* [Work required]: Each line below is to be written out in full, exactly as shown.

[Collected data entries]
****************
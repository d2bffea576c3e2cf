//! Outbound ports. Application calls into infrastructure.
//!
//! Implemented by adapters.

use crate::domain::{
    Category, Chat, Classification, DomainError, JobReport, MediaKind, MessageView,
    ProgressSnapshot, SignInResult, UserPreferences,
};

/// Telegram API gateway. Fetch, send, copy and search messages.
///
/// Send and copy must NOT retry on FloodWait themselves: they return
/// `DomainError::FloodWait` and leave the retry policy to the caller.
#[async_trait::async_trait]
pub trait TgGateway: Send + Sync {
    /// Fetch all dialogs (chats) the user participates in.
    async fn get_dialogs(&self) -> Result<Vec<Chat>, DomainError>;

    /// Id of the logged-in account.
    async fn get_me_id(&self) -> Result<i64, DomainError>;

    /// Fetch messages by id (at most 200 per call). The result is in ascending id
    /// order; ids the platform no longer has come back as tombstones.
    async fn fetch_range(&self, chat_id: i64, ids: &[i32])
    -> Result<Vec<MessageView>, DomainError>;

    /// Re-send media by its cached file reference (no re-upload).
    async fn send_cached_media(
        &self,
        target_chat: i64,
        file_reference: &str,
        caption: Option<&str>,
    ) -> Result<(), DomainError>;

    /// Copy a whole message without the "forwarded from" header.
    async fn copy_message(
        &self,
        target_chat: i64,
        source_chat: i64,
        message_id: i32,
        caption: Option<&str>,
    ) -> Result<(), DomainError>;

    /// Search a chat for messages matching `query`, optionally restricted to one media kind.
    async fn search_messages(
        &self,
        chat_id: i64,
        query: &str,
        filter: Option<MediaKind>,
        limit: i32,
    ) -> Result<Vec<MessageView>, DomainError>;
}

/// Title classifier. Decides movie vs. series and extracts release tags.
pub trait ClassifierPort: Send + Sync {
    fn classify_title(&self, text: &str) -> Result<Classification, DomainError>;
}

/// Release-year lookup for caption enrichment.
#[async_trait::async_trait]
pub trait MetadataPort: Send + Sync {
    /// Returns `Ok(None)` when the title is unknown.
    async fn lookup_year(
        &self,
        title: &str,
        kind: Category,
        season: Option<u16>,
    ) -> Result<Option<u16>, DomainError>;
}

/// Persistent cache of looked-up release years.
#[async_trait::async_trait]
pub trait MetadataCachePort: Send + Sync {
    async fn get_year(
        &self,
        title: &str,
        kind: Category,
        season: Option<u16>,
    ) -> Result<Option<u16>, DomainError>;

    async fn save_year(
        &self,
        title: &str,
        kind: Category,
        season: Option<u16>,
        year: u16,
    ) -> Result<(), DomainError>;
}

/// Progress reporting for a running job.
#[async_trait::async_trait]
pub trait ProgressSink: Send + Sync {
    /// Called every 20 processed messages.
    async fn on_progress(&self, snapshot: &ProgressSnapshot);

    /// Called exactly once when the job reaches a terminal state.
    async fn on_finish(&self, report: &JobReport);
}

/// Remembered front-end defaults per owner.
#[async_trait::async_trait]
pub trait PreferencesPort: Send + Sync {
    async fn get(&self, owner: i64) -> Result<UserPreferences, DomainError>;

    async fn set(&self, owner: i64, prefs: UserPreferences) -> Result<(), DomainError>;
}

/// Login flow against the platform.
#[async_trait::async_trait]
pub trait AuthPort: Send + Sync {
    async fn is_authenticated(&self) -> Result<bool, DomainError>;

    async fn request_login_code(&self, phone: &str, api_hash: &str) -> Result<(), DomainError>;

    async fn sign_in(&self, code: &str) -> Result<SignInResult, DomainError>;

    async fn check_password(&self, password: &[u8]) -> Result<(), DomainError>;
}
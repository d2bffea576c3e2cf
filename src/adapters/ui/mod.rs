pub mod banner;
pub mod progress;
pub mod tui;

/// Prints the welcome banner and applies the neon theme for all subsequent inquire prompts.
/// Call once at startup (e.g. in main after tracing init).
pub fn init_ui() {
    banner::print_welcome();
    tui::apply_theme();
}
****************
* [Response]:
repository d2bffea576c3e2cf
//! Outbound ports. Application calls into infrastructure.
//!
//! Implemented by adapters.

use crate::domain::{
    Category, Chat, Classification, DomainError, JobReport, MediaKind, MessageView,
    ProgressSnapshot, SignInResult, UserPreferences,
};

/// Telegram API gateway. Fetch, send, copy and search messages.
///
/// Send and copy must NOT retry on FloodWait themselves: they return
/// `DomainError::FloodWait` and leave the retry policy to the caller.
#[async_trait::async_trait]
pub trait TgGateway: Send + Sync {
    /// Fetch all dialogs (chats) the user participates in.
    async fn get_dialogs(&self) -> Result<Vec<Chat>, DomainError>;

    /// Id of the logged-in account.
    async fn get_me_id(&self) -> Result<i64, DomainError>;

    /// Fetch messages by id (at most 200 per call). The result is in ascending id
    /// order; ids the platform no longer has come back as tombstones.
    async fn fetch_range(&self, chat_id: i64, ids: &[i32])
    -> Result<Vec<MessageView>, DomainError>;

    /// Re-send media by its cached file reference (no re-upload).
    async fn send_cached_media(
        &self,
        target_chat: i64,
        file_reference: &str,
        caption: Option<&str>,
    ) -> Result<(), DomainError>;

    /// Copy a whole message without the "forwarded from" header.
    async fn copy_message(
        &self,
        target_chat: i64,
        source_chat: i64,
        message_id: i32,
        caption: Option<&str>,
    ) -> Result<(), DomainError>;

    /// Search a chat for messages matching `query`, optionally restricted to one media kind.
    async fn search_messages(
        &self,
        chat_id: i64,
        query: &str,
        filter: Option<MediaKind>,
        limit: i32,
    ) -> Result<Vec<MessageView>, DomainError>;
}

/// Title classifier. Decides movie vs. series and extracts release tags.
pub trait ClassifierPort: Send + Sync {
    fn classify_title(&self, text: &str) -> Result<Classification, DomainError>;
}

/// Release-year lookup for caption enrichment.
#[async_trait::async_trait]
pub trait MetadataPort: Send + Sync {
    /// Returns `Ok(None)` when the title is unknown.
    async fn lookup_year(
        &self,
        title: &str,
        kind: Category,
        season: Option<u16>,
    ) -> Result<Option<u16>, DomainError>;
}

/// Persistent cache of looked-up release years.
#[async_trait::async_trait]
pub trait MetadataCachePort: Send + Sync {
    async fn get_year(
        &self,
        title: &str,
        kind: Category,
        season: Option<u16>,
    ) -> Result<Option<u16>, DomainError>;

    async fn save_year(
        &self,
        title: &str,
        kind: Category,
        season: Option<u16>,
        year: u16,
    ) -> Result<(), DomainError>;
}

/// Progress reporting for a running job.
#[async_trait::async_trait]
pub trait ProgressSink: Send + Sync {
    /// Called every 20 processed messages.
    async fn on_progress(&self, snapshot: &ProgressSnapshot);

    /// Called exactly once when the job reaches a terminal state.
    async fn on_finish(&self, report: &JobReport);
}

/// Remembered front-end defaults per owner.
#[async_trait::async_trait]
pub trait PreferencesPort: Send + Sync {
    async fn get(&self, owner: i64) -> Result<UserPreferences, DomainError>;

    async fn set(&self, owner: i64, prefs: UserPreferences) -> Result<(), DomainError>;
}

/// Login flow against the platform.
#[async_trait::async_trait]
pub trait AuthPort: Send + Sync {
    async fn is_authenticated(&self) -> Result<bool, DomainError>;

    async fn request_login_code(&self, phone: &str, api_hash: &str) -> Result<(), DomainError>;

    async fn sign_in(&self, code: &str) -> Result<SignInResult, DomainError>;

    async fn check_password(&self, password: &[u8]) -> Result<(), DomainError>;
}
repository d2bffea576c3e2cf
filename src/adapters/ui/mod.rs
pub mod banner;
pub mod progress;
pub mod tui;

/// Prints the welcome banner and applies the neon theme for all subsequent inquire prompts.
/// Call once at startup (e.g. in main after tracing init).
pub fn init_ui() {
    banner::print_welcome();
    tui::apply_theme();
}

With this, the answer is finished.